Toxic particles linked to higher lung cancer risk

Tiny floating particles can grow semi-solid around pollutants, allowing them to last longer and travel much farther than what global climate models predicted. This discovery by environmental chemist Staci Simonich and a team of researchers at the Pacific Northwest National Laboratory and Peking University has quadrupled the estimate of global lung cancer risk to a level that is now double the allowable limit recommended by the World Health Organization.

Published recently in the Proceedings of the National Academy of Sciences, the research solves a longstanding atmospheric mystery: Why have field samples of toxic polycyclic aromatic hydrocarbons (PAHs) in the atmosphere been consistently more abundant than predicted by models based on lab measurements?

Staci Simonich, professor of chemistry and of environmental and molecular toxicology

PAHs are the inevitable byproduct of any organic combustion, such as burning wood or coal. They are also toxic, contributing to lung cancer and other health problems, and hence a criteria pollutant in many countries.  In the lab, PAHs degrade quickly when exposed to ozone, but Simonich demonstrated that in real atmospheric conditions, PAHs are often coated by organic aerosol (OA), effectively shielding them from ozone exposure. The OA coating is temperature- and humidity-dependent, allowing faster degradation over warmer, tropical areas than middle/higher latitudes. The longer life PAH also allows it to travel far from its point of origin, carried by wind currents.

The study also challenges prior models that have assumed that PAH is completely degraded when exposed to ozone. Lab experiments that more closely simulate the more complex conditions in the actual atmosphere show that some oxidized PAHs remain only partly degraded and particle-bound. Some of these particles have been shown to be toxic and/or direct-acting mutagens.

To test their theory locally, Simonich’s team compared their model’s predictions of PAHs to concentrations actually measured by Oregon State scientists at the top of Mount Bachelor.

“Our team found that the predictions with the new shielded models of PAHs came in at concentrations similar to what we measured on the mountain,” said Simonich, an international expert on the transport of PAHs.

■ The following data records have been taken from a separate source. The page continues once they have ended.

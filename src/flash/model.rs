use core::fmt;

use crate::error::{ConfigError, Result};

/// Erase unit of the row-programming family
pub const ROW_PAGE: u32 = 512;
/// One row-program operation covers half a page
pub const ROW: u32 = 256;
/// Erase unit of the word-programming family
pub const WORD_PAGE: u32 = 128;
pub const WORD: u32 = 4;

#[derive(Clone, Copy, Debug, PartialEq, Eq)]
pub struct Geometry {
    pub flash_size: u32,
    pub ram_size: u32,
}

/// Which programming algorithm the silicon needs, as identified by its model register
#[derive(Clone, Copy, Debug, PartialEq, Eq)]
pub enum FlashModel {
    /// 512-byte pages written as two 256-byte rows from a page buffer
    RowProgram(Geometry),
    /// 128-byte pages written one word at a time with write protection lifted
    WordProgram(Geometry),
    /// Anything else.  Nothing may be written to a device we cannot identify.
    Unrecognized(u32),
}

impl FlashModel {
    /// Erase unit and programming chunk size
    pub fn page_size(&self) -> Result<u32> {
        match self {
            FlashModel::RowProgram(_) => Ok(ROW_PAGE),
            FlashModel::WordProgram(_) => Ok(WORD_PAGE),
            FlashModel::Unrecognized(id) => Err(ConfigError::UnknownModel(*id).into()),
        }
    }

    /// Size of one program operation inside a page
    pub fn program_unit(&self) -> Result<u32> {
        match self {
            FlashModel::RowProgram(_) => Ok(ROW),
            FlashModel::WordProgram(_) => Ok(WORD),
            FlashModel::Unrecognized(id) => Err(ConfigError::UnknownModel(*id).into()),
        }
    }

    pub fn geometry(&self) -> Option<Geometry> {
        match self {
            FlashModel::RowProgram(g) | FlashModel::WordProgram(g) => Some(*g),
            FlashModel::Unrecognized(_) => None,
        }
    }
}

impl fmt::Display for FlashModel {
    fn fmt(&self, f: &mut fmt::Formatter<'_>) -> fmt::Result {
        match self {
            FlashModel::RowProgram(g) => write!(f, "row-program ({}KB, {}KB RAM)", g.flash_size / 1024, g.ram_size / 1024),
            FlashModel::WordProgram(g) => write!(f, "word-program ({}KB, {}KB RAM)", g.flash_size / 1024, g.ram_size / 1024),
            FlashModel::Unrecognized(id) => write!(f, "unrecognized ({:#x})", id),
        }
    }
}
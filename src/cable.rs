//! Adapter backends.  A backend only moves bytes between the host and one physical adapter; it
//! knows nothing about TAP states or scans.  The command queue in `crate::queue` owns all of that
//! and talks to backends through the `Backend` trait.
use alloc::boxed::Box;
use alloc::string::String;
use alloc::vec::Vec;
use core::time::Duration;

use crate::codec::Sequence;
use crate::config::{AdapterConfig, BackendKind};
use crate::error::{AdapterError, Result};

pub mod gpio;
pub mod loopback;

#[cfg(feature = "ftdi")]
pub mod ftdi;
#[cfg(feature = "hid")]
pub mod hid;
#[cfg(feature = "std")]
pub mod usb;

/// Who we ended up talking to
#[derive(Clone, Debug, Default, PartialEq, Eq)]
pub struct DeviceIdentity {
    pub vid: u16,
    pub pid: u16,
    pub serial: Option<String>,
}

pub trait Backend {
    fn name(&self) -> &'static str;

    /// Largest frame the adapter accepts in one write
    fn packet_size(&self) -> usize;

    fn allocate_packet_buffer(&mut self, size: usize) -> Result<Vec<u8>> {
        let mut buf = Vec::new();
        buf.try_reserve_exact(size)
            .map_err(|_| AdapterError::OutOfMemory)?;
        buf.resize(size, 0);
        Ok(buf)
    }

    /// Send `buf`.  Returns the number of bytes the adapter accepted.
    fn write(&mut self, buf: &[u8], timeout: Duration) -> Result<usize>;

    /// Receive into `buf`.  Returns the number of bytes received, which may be fewer than asked
    /// for.
    fn read(&mut self, buf: &mut [u8], timeout: Duration) -> Result<usize>;

    /// Release the device.  Calling it again does nothing.
    fn close(&mut self);

    fn delay(&mut self, duration: Duration) {
        #[cfg(feature = "std")]
        std::thread::sleep(duration);
        #[cfg(not(feature = "std"))]
        let _ = duration;
    }

    fn identity(&self) -> Option<&DeviceIdentity> {
        None
    }

    /// Backends that can clock sequences themselves return the captured TDO words here instead
    /// of going through a codec.
    fn execute_native(&mut self, _seqs: &[Sequence]) -> Option<Result<Vec<u64>>> {
        None
    }
}

/// Open the backend named by `config`
pub fn open(config: &AdapterConfig) -> Result<Box<dyn Backend>> {
    log::debug!("opening {:?} backend", config.backend);
    match config.backend {
        BackendKind::Loopback => {
            let size = config.packet_size.unwrap_or(loopback::DEFAULT_PACKET_SIZE);
            Ok(Box::new(loopback::Loopback::new(size)))
        }
        #[cfg(feature = "std")]
        BackendKind::Usb => Ok(Box::new(usb::UsbBulk::open(&config.criteria)?)),
        #[cfg(feature = "hid")]
        BackendKind::Hid => Ok(Box::new(hid::HidBackend::open(&config.criteria)?)),
        #[cfg(feature = "ftdi")]
        BackendKind::Ftdi => Ok(Box::new(ftdi::FtdiBitbang::open(
            &config.criteria,
            config.speed_khz,
            crate::codec::PinMap::default(),
        )?)),
        #[allow(unreachable_patterns)]
        other => Err(crate::error::ConfigError::BackendUnavailable(backend_name(other)).into()),
    }
}

fn backend_name(kind: BackendKind) -> &'static str {
    match kind {
        BackendKind::Usb => "usb",
        BackendKind::Hid => "hid",
        BackendKind::Ftdi => "ftdi",
        BackendKind::Loopback => "loopback",
    }
}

“The level of PAHs we measured on Mount Bachelor was four times higher than previous models had predicted, and there’s evidence the aerosols came all the way from the other side of the Pacific Ocean.”

Combining theory with field samples, laboratory results of how PAH degrades more slowly and incompletely when coated with OA, and a global climate model, Simonich’s study points to a fourfold increase in global lung cancer risk, with the highest risk found in East Asia, South Asia, Russia, and Africa.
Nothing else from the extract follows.